** Task statement **
When a line in the entries contains the word "OutputKind", copy that line in full.
*** Block opens ***
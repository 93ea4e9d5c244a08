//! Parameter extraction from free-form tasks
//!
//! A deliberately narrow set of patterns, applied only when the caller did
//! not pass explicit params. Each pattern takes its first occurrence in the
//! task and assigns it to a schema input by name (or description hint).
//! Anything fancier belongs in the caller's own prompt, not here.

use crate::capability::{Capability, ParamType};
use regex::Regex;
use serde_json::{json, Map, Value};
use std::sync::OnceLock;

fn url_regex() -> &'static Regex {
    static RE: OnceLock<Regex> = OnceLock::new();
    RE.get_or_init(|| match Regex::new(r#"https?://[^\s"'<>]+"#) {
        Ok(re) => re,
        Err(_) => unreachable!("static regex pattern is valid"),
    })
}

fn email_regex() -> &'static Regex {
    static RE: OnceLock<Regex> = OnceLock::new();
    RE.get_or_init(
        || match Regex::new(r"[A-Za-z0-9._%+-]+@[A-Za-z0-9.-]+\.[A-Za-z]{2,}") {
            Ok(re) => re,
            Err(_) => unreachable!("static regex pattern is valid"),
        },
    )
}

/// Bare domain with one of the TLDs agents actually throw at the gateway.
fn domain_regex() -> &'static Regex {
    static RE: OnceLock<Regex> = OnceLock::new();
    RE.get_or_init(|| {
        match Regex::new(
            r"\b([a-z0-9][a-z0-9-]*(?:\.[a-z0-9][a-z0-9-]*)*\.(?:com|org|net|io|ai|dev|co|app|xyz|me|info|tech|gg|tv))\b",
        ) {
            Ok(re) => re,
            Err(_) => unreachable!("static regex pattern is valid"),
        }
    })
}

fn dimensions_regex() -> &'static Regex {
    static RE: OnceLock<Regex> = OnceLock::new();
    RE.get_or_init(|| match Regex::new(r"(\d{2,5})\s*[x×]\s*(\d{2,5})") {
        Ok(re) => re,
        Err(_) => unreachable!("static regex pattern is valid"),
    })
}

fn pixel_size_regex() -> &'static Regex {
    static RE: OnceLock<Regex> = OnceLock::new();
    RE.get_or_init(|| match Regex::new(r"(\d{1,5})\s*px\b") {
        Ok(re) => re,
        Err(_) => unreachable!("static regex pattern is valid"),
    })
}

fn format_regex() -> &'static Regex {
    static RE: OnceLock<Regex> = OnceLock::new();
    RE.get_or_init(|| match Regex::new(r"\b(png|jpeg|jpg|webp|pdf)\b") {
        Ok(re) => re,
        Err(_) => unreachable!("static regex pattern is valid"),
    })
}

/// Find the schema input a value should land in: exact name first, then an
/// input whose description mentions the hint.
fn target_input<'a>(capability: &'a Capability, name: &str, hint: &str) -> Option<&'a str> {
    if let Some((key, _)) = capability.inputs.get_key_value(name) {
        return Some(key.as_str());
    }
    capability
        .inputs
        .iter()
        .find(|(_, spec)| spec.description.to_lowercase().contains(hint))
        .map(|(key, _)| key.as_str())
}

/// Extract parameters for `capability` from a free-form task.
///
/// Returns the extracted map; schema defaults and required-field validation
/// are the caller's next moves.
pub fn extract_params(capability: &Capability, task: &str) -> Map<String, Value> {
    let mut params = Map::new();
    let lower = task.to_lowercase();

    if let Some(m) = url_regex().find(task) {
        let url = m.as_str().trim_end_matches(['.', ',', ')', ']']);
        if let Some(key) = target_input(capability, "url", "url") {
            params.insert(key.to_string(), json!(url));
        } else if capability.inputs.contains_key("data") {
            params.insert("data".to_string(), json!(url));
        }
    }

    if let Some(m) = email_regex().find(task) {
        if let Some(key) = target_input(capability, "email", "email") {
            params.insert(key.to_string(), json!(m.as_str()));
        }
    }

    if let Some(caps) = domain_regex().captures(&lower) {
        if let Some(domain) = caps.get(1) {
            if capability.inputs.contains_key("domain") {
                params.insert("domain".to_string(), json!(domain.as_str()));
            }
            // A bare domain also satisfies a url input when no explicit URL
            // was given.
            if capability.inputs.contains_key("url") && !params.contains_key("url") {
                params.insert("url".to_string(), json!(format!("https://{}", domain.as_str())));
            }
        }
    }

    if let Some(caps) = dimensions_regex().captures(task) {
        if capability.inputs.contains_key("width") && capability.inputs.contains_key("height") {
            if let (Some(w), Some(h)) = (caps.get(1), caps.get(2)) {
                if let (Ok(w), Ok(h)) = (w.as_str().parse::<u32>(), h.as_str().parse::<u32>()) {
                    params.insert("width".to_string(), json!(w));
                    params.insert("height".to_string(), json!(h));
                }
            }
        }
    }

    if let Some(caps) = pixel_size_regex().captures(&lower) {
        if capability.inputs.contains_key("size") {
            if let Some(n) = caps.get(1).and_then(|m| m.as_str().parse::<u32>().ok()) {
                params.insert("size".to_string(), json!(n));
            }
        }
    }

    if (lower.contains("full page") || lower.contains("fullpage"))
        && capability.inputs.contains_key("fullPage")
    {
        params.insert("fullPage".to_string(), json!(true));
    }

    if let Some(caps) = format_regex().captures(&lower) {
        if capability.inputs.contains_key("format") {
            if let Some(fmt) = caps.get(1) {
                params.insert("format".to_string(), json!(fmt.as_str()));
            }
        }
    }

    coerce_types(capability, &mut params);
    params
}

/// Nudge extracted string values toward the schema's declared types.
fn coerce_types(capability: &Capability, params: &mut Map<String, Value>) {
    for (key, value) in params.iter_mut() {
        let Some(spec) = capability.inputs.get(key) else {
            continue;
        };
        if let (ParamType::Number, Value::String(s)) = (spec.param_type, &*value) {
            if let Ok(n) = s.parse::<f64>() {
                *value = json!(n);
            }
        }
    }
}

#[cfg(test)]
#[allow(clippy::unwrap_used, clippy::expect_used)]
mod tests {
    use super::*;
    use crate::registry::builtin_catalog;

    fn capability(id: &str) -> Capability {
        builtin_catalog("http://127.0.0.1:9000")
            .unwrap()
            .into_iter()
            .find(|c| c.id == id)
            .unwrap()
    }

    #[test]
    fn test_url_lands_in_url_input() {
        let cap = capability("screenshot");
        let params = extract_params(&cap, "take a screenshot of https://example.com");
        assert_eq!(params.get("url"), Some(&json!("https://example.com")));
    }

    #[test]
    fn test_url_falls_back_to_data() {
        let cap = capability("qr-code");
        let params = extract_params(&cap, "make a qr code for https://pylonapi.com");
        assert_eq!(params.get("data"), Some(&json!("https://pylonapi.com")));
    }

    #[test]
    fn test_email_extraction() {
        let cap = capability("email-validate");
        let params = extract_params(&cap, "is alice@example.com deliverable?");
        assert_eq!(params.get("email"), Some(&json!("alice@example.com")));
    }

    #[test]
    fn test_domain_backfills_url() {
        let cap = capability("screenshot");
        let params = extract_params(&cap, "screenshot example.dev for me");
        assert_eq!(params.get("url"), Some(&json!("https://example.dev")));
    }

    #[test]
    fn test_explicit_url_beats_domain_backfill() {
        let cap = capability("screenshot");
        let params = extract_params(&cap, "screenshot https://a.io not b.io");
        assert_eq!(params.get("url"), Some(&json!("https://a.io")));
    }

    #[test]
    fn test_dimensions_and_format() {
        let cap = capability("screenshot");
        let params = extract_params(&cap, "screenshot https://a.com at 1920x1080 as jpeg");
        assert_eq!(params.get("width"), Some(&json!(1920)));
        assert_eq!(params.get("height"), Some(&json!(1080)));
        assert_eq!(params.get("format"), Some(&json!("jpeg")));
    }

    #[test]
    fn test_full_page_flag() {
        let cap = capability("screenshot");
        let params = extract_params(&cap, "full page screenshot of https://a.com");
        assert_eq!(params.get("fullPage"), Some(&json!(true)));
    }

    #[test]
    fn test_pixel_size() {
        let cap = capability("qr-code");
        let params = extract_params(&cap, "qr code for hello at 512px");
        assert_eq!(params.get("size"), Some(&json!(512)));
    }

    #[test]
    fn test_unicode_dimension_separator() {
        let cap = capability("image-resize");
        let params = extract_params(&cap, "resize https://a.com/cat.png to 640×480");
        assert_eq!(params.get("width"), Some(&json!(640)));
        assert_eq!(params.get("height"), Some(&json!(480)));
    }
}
*** Block closes ***
*** Block opens ***
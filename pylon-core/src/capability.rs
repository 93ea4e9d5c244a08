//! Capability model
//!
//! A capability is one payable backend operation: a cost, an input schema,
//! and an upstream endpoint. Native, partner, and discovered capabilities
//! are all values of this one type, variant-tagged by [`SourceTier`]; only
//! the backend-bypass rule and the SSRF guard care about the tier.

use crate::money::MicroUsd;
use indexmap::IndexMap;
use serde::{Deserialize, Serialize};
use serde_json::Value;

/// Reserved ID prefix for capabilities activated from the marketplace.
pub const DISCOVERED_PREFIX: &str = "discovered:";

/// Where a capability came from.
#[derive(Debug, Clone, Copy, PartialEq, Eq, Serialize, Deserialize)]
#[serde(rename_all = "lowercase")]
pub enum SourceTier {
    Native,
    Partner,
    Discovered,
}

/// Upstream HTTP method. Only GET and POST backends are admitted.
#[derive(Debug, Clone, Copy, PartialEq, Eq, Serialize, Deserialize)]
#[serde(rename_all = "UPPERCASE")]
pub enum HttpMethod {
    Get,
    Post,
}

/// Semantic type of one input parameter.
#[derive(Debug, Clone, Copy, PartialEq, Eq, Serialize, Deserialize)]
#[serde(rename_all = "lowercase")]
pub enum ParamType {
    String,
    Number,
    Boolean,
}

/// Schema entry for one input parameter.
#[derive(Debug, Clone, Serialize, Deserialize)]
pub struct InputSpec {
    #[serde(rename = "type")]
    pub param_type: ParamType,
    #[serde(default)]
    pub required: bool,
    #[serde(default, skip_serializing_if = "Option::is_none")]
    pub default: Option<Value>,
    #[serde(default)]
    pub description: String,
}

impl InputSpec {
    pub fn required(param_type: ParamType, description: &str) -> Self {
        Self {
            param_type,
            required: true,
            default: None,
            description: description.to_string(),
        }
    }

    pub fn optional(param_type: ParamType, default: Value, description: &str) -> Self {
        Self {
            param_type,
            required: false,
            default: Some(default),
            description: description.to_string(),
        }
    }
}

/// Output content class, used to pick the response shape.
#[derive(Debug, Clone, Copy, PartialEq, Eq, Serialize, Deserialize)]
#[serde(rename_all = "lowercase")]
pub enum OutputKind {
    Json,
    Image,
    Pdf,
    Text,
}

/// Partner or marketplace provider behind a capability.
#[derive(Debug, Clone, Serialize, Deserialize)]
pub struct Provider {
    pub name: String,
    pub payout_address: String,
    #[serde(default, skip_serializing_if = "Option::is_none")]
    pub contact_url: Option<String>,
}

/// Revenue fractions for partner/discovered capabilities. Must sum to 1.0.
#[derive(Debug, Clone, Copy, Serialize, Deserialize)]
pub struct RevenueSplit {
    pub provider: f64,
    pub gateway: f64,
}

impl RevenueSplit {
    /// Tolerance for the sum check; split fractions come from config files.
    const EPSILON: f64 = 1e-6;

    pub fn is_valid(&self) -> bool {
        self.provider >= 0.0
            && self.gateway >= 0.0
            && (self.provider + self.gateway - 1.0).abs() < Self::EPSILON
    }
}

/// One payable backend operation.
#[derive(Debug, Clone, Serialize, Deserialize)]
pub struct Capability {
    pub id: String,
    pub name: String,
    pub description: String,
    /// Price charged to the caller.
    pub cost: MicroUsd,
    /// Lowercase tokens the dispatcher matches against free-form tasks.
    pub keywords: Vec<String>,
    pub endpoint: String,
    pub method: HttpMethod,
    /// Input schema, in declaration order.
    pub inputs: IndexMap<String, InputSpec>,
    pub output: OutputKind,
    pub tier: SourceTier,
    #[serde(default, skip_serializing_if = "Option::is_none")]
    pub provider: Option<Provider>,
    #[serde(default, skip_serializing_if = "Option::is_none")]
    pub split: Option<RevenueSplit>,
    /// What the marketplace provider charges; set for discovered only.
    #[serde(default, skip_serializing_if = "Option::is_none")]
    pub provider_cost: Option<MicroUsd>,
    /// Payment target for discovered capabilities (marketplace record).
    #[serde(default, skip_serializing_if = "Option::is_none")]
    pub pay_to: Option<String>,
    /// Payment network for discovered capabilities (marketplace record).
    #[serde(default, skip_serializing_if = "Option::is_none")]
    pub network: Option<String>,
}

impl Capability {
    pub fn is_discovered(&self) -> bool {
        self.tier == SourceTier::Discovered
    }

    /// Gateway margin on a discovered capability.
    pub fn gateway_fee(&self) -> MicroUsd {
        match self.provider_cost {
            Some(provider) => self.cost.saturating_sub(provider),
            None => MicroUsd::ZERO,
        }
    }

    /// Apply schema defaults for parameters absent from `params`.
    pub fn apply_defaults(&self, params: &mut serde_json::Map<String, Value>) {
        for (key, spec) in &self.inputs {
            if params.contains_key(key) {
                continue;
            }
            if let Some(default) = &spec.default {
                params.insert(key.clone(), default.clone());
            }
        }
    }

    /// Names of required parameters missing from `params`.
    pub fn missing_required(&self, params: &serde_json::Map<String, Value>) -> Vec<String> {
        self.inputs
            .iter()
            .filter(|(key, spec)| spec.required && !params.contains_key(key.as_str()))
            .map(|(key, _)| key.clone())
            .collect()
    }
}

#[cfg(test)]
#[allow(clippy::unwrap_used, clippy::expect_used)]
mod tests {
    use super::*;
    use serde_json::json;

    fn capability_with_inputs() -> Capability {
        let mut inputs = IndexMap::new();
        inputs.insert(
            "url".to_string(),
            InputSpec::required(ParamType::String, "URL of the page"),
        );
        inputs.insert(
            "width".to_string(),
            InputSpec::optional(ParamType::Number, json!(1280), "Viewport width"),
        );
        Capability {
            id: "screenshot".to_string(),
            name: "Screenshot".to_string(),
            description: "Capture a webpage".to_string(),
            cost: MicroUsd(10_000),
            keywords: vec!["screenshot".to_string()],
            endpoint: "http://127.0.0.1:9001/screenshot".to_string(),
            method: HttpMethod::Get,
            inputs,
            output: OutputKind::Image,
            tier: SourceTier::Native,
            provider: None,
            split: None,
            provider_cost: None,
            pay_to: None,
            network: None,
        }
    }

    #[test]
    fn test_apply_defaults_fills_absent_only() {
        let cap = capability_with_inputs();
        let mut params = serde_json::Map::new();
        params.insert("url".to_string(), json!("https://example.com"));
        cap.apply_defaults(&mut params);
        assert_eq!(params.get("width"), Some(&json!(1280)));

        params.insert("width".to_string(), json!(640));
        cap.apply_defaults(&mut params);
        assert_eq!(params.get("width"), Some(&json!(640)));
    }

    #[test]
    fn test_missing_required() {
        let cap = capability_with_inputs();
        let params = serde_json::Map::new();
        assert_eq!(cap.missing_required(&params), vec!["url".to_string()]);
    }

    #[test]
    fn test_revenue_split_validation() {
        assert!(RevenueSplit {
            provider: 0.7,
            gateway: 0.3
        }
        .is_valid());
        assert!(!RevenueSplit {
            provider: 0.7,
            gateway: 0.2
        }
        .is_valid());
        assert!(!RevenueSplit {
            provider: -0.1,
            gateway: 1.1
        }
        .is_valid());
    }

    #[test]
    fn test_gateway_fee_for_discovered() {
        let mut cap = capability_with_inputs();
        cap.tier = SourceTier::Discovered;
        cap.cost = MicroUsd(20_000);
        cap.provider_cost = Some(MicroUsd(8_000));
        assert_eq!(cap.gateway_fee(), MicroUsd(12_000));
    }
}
*** Block closes ***
** Reply to the exercise **
pub enum OutputKind {
    pub output: OutputKind,
            output: OutputKind::Image,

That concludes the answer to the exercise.